Beyin göçü, göç alan ülke tarafından uygulanan bilinçli bir politika; göç veren ülke tarafından bilinçli olarak boyun eğilen bir politikadır. Kesinlikle göçer-beyinlerin bireyselliği ile, sözgelimi ulusal duygularının zayıflığı ve sorumsuzluğu ile açıklanamaz.
Kaldıki, göç veren ülkenin tek çıkmazı bu da değildir. Çok yönlü sorunlar yumağı içerisindedir; çoğunlukla sorunları aşma özgüvenini de yitirmiştir.
Birinci hedef : Bu kısır döngü ile mücadele edebilmek için, ilk ulaşılması gereken hedef, farkındalık yaratmaktadır. Oynanan oyunların ve düşülen konumun herkes tarafından algılanması için çaba harcanması gerekmektedir.

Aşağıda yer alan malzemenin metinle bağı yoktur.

//! Artifact naming: topic slugs, file names and disambiguating suffixes.

use regex::Regex;
use std::cmp::Ordering;
use std::fmt;
use std::sync::LazyLock;

/// What an output artifact holds.
#[derive(Debug, Clone, Copy, PartialEq, Eq, Hash)]
pub enum ArtifactKind {
    /// A resolved prompt, ready to paste into a chat tool.
    Prompt,
    /// A research result pasted back by the user.
    Report,
}

impl ArtifactKind {
    pub fn as_str(&self) -> &'static str {
        match self {
            ArtifactKind::Prompt => "prompt",
            ArtifactKind::Report => "report",
        }
    }

    #[allow(clippy::should_implement_trait)]
    pub fn from_str(s: &str) -> Option<Self> {
        match s {
            "prompt" => Some(Self::Prompt),
            "report" => Some(Self::Report),
            _ => None,
        }
    }
}

impl fmt::Display for ArtifactKind {
    fn fmt(&self, f: &mut fmt::Formatter<'_>) -> fmt::Result {
        f.write_str(self.as_str())
    }
}

/// Format: `{theme}_step{step}_{kind}_{suffix}.md`
static ARTIFACT_NAME: LazyLock<Regex> = LazyLock::new(|| {
    Regex::new(
        r"^(?P<theme>[A-Za-z0-9_-]+?)_step(?P<step>\d+)_(?P<kind>prompt|report)_(?P<suffix>[0-9A-Za-z]+(?:-\d+)?)\.md$",
    )
    .expect("Invalid artifact name regex")
});

/// The parts encoded in an artifact file name.
#[derive(Debug, Clone, PartialEq, Eq)]
pub struct ParsedName {
    pub theme: String,
    pub step: u32,
    pub kind: ArtifactKind,
    pub suffix: String,
}

/// Build an artifact file name.
pub fn artifact_file_name(theme: &str, step: u32, kind: ArtifactKind, suffix: &str) -> String {
    format!("{}_step{}_{}_{}.md", theme, step, kind, suffix)
}

/// Parse an artifact file name; `None` for anything else in the directory.
pub fn parse_artifact_name(name: &str) -> Option<ParsedName> {
    let caps = ARTIFACT_NAME.captures(name)?;
    Some(ParsedName {
        theme: caps["theme"].to_string(),
        step: caps["step"].parse().ok()?,
        kind: ArtifactKind::from_str(&caps["kind"])?,
        suffix: caps["suffix"].to_string(),
    })
}

/// Sanitize a topic for use as a directory name.
///
/// Lowercases, keeps letters and digits (including non-ASCII), collapses
/// every other run of characters into one hyphen, and trims hyphens.
pub fn topic_slug(topic: &str) -> String {
    let mut result = String::new();
    let mut last_was_hyphen = true; // Start true to avoid leading hyphen

    for c in topic.chars() {
        if c.is_alphanumeric() {
            result.extend(c.to_lowercase());
            last_was_hyphen = false;
        } else if !last_was_hyphen {
            result.push('-');
            last_was_hyphen = true;
        }
    }

    while result.ends_with('-') {
        result.pop();
    }

    if result.is_empty() {
        "untitled".to_string()
    } else {
        result
    }
}

/// Append a collision counter to a base suffix (`base`, `base-2`, `base-3`, ...).
pub fn with_counter(base: &str, attempt: u32) -> String {
    if attempt <= 1 {
        base.to_string()
    } else {
        format!("{}-{}", base, attempt)
    }
}

/// Zero-padded sequence suffix.
pub fn sequence_suffix(n: u32) -> String {
    format!("{:03}", n)
}

/// Numeric value of a pure sequence suffix.
pub fn sequence_number(suffix: &str) -> Option<u32> {
    if suffix.chars().all(|c| c.is_ascii_digit()) {
        suffix.parse().ok()
    } else {
        None
    }
}

/// Order two suffixes from oldest to newest.
///
/// Bases compare by length then text, so `1000` sorts after `999` and
/// equal-length timestamps sort chronologically. Collision counters break
/// ties numerically.
pub fn compare_suffixes(a: &str, b: &str) -> Ordering {
    let (a_base, a_counter) = split_counter(a);
    let (b_base, b_counter) = split_counter(b);

    a_base
        .len()
        .cmp(&b_base.len())
        .then_with(|| a_base.cmp(b_base))
        .then_with(|| a_counter.cmp(&b_counter))
}

fn split_counter(suffix: &str) -> (&str, u32) {
    match suffix.rsplit_once('-') {
        Some((base, counter)) => match counter.parse() {
            Ok(n) => (base, n),
            Err(_) => (suffix, 1),
        },
        None => (suffix, 1),
    }
}

#[cfg(test)]
mod tests {
    use super::*;

    #[test]
    fn test_topic_slug() {
        assert_eq!(topic_slug("Acme Growth 2026"), "acme-growth-2026");
        assert_eq!(topic_slug("  --Retail / E-Commerce!! "), "retail-e-commerce");
        assert_eq!(topic_slug("新規事業 戦略"), "新規事業-戦略");
        assert_eq!(topic_slug("!!!"), "untitled");
        assert_eq!(topic_slug(""), "untitled");
    }

    #[test]
    fn test_artifact_file_name_roundtrip() {
        let name = artifact_file_name("3", 2, ArtifactKind::Prompt, "20261018T101500123");
        assert_eq!(name, "3_step2_prompt_20261018T101500123.md");

        let parsed = parse_artifact_name(&name).unwrap();
        assert_eq!(parsed.theme, "3");
        assert_eq!(parsed.step, 2);
        assert_eq!(parsed.kind, ArtifactKind::Prompt);
        assert_eq!(parsed.suffix, "20261018T101500123");
    }

    #[test]
    fn test_parse_theme_with_underscores() {
        let parsed = parse_artifact_name("go_to_market_step1_report_001-2.md").unwrap();
        assert_eq!(parsed.theme, "go_to_market");
        assert_eq!(parsed.step, 1);
        assert_eq!(parsed.kind, ArtifactKind::Report);
        assert_eq!(parsed.suffix, "001-2");
    }

    #[test]
    fn test_parse_rejects_other_files() {
        assert!(parse_artifact_name("events.ndjson").is_none());
        assert!(parse_artifact_name("3_step2_draft_001.md").is_none());
        assert!(parse_artifact_name(".3_step2_prompt_001.md.4242.tmp").is_none());
        assert!(parse_artifact_name("notes.md").is_none());
    }

    #[test]
    fn test_with_counter() {
        assert_eq!(with_counter("base", 1), "base");
        assert_eq!(with_counter("base", 2), "base-2");
        assert_eq!(with_counter("base", 10), "base-10");
    }

    #[test]
    fn test_sequence_helpers() {
        assert_eq!(sequence_suffix(1), "001");
        assert_eq!(sequence_suffix(1234), "1234");
        assert_eq!(sequence_number("007"), Some(7));
        assert_eq!(sequence_number("20261018T101500123"), None);
    }

    #[test]
    fn test_compare_suffixes() {
        assert_eq!(compare_suffixes("999", "1000"), Ordering::Less);
        assert_eq!(compare_suffixes("002", "010"), Ordering::Less);
        assert_eq!(
            compare_suffixes("20261018T101500123", "20261018T101500124"),
            Ordering::Less
        );
        assert_eq!(
            compare_suffixes("20261018T101500123-2", "20261018T101500123-10"),
            Ordering::Less
        );
        assert_eq!(
            compare_suffixes("20261018T101500123", "20261018T101500123-2"),
            Ordering::Less
        );
        assert_eq!(compare_suffixes("005", "005"), Ordering::Equal);
    }
}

İkinci hedef : İster göçer ister yerleşik olsun beyinlerin, ülkelerine yapmaları gereken güçlerini birleştirmektir; çözümleri birlikte üretmek ve yaşama geçirmeye çalışmaktır. Çağımızda yaşanılan mekanların uzaklığı böylesi işbirliklerini engellememektedir.
Üçüncü hedef : Göç-veren ülkeyi, çağdaş ve yaşanabilir bir ülkeye dönüştürmektir. Bu nitelikli insangücünün hem göçünü yavaşlatacaktır; hem de dönüş için elverişli bir ortam yaratacaktır. Burada sözüedilen ortam, sosyal ve ekonomik tüm ögeleri kapsamaktadır. Dolayısıyla ister kol emeği ister kafa emeği sayılsın; ister yurt dışına göçmüş olsun, ister yurtta yaşıyor olsun; herkesi ilgilendirmektedir. Bu ortak cephe kurulmadan, çağdaş uygarlığa ulaşmak ve en üstün meziyetleri olan çocuklarımızı korunmak için verilen savaş başarıya ulaştırılamaz.
İlk Yayın : “Küreselleşmenin Yakıtı Beyin Göçü” – Çalışma Ortamı Dergisi – Fişek Enstitüsü Çalışan Çocuklar Bilim Eylem Merkezi Vakfı Yayını, Temmuz Ağustos 2005, Sayı 81.